What needs to be done
Copy out each line of the entries below in which the string "Current" appears.

Extracted information

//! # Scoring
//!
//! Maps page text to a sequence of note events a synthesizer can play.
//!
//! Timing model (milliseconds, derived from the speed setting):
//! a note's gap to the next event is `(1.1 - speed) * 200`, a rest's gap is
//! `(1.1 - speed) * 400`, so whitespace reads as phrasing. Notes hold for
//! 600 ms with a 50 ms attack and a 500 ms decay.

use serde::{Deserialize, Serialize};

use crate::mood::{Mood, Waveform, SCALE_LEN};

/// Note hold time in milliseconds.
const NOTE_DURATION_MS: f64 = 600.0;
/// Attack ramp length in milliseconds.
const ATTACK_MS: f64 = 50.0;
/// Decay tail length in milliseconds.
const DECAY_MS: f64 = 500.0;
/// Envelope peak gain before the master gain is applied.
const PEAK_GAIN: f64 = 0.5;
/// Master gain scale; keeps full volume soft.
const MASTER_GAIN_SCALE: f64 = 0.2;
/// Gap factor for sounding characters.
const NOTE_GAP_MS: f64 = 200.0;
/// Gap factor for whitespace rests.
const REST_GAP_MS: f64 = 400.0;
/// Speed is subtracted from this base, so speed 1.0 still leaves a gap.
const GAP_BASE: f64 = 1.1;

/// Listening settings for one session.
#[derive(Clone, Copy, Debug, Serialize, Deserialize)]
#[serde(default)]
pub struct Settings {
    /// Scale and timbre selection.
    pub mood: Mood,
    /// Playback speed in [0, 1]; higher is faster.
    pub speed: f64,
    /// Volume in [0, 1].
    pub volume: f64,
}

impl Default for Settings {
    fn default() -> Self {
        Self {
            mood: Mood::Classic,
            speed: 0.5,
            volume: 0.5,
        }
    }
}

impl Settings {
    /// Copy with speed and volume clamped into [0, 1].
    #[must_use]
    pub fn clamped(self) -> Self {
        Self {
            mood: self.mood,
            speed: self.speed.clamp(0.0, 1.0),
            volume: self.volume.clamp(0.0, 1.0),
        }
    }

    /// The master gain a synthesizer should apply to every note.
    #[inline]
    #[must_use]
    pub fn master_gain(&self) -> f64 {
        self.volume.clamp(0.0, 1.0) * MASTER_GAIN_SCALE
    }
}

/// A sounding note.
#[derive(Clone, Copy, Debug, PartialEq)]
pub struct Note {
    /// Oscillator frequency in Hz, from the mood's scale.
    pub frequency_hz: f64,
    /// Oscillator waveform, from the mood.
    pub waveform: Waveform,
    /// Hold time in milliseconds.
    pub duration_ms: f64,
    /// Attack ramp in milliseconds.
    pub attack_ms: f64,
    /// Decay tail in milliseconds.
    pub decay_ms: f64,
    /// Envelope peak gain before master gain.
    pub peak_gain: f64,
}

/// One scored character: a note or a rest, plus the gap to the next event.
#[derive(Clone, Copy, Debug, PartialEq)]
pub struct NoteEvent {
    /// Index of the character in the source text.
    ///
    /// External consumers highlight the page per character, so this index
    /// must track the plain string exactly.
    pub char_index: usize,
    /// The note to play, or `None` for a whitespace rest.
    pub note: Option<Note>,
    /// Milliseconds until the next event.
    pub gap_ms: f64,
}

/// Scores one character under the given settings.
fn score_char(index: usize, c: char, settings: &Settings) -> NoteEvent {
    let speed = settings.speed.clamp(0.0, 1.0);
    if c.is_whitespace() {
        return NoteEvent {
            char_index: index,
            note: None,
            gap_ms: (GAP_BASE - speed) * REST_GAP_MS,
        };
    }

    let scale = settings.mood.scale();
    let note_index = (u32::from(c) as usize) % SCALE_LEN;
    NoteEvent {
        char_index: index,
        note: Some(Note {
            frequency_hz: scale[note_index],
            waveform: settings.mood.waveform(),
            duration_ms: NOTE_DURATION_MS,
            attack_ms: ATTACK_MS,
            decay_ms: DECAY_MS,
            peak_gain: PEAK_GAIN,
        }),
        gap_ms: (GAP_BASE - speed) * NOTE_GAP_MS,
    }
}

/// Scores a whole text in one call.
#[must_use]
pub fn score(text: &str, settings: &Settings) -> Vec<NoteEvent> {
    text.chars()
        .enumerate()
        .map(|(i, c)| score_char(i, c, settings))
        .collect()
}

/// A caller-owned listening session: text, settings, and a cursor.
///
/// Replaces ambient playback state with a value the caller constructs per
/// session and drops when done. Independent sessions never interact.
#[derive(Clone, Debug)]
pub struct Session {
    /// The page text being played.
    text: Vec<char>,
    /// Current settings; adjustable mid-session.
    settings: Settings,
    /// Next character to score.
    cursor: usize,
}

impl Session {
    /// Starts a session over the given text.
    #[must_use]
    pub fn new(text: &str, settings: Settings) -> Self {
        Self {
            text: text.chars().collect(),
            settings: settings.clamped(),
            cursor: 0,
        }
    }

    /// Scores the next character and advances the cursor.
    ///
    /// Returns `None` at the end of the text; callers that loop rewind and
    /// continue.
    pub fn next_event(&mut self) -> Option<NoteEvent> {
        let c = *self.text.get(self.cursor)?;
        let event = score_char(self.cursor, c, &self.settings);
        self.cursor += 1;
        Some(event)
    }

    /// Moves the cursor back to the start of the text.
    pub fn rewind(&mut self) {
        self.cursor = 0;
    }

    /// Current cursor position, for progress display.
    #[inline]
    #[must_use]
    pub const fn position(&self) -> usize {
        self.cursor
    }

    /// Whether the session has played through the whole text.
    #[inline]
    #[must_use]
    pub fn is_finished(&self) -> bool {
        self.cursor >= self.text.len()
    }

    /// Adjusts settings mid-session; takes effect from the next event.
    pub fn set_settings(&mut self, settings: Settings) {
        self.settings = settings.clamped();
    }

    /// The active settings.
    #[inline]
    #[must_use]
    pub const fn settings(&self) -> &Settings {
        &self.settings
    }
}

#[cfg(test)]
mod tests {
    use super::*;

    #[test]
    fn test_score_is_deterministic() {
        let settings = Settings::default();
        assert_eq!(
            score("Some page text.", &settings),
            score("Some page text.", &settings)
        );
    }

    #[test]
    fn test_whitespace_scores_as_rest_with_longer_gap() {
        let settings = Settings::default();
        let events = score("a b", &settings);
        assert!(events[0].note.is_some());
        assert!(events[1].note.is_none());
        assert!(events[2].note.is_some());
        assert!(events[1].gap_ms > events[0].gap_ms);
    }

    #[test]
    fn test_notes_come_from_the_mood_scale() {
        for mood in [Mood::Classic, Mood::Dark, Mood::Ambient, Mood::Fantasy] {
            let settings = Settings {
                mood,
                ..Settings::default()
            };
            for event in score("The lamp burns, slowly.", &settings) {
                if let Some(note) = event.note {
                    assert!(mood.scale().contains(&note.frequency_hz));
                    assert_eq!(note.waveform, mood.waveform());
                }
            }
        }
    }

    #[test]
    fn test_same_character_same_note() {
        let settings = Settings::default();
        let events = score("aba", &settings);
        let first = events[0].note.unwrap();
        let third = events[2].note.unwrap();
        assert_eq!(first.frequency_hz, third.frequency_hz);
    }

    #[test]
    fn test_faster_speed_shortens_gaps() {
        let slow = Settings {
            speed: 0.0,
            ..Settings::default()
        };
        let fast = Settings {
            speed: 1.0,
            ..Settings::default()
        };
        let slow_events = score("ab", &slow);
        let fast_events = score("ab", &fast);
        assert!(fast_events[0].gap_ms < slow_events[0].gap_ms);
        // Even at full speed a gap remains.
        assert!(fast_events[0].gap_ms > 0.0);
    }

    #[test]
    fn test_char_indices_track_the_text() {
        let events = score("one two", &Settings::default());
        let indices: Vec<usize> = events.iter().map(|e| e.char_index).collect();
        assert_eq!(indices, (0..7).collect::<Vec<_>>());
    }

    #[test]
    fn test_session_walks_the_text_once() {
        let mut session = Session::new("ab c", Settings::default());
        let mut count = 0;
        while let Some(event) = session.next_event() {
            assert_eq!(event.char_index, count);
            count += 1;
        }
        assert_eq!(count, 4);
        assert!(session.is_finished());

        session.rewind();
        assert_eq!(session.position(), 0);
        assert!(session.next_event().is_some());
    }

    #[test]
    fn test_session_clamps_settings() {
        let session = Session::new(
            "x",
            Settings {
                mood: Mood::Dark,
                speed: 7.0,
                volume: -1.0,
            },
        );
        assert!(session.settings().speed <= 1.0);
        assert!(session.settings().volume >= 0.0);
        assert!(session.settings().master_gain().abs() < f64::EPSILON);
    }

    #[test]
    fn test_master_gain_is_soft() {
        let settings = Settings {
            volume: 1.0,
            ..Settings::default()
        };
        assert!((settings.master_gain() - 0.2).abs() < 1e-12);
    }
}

---

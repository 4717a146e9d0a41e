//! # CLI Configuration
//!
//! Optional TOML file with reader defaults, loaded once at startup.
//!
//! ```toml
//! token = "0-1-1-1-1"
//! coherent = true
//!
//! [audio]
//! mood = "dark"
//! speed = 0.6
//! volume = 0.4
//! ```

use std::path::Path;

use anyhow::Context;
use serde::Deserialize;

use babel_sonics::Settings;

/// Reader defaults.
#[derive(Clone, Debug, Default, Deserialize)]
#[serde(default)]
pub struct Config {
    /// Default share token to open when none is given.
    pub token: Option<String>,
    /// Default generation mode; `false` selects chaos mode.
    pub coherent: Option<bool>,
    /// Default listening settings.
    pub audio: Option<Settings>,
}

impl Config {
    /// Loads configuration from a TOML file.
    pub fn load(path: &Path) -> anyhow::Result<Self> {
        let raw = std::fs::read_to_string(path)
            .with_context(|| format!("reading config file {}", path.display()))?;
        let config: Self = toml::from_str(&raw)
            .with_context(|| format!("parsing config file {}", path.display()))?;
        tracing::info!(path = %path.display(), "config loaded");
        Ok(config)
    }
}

Reply
    /// Current settings; adjustable mid-session.
    /// Current cursor position, for progress display.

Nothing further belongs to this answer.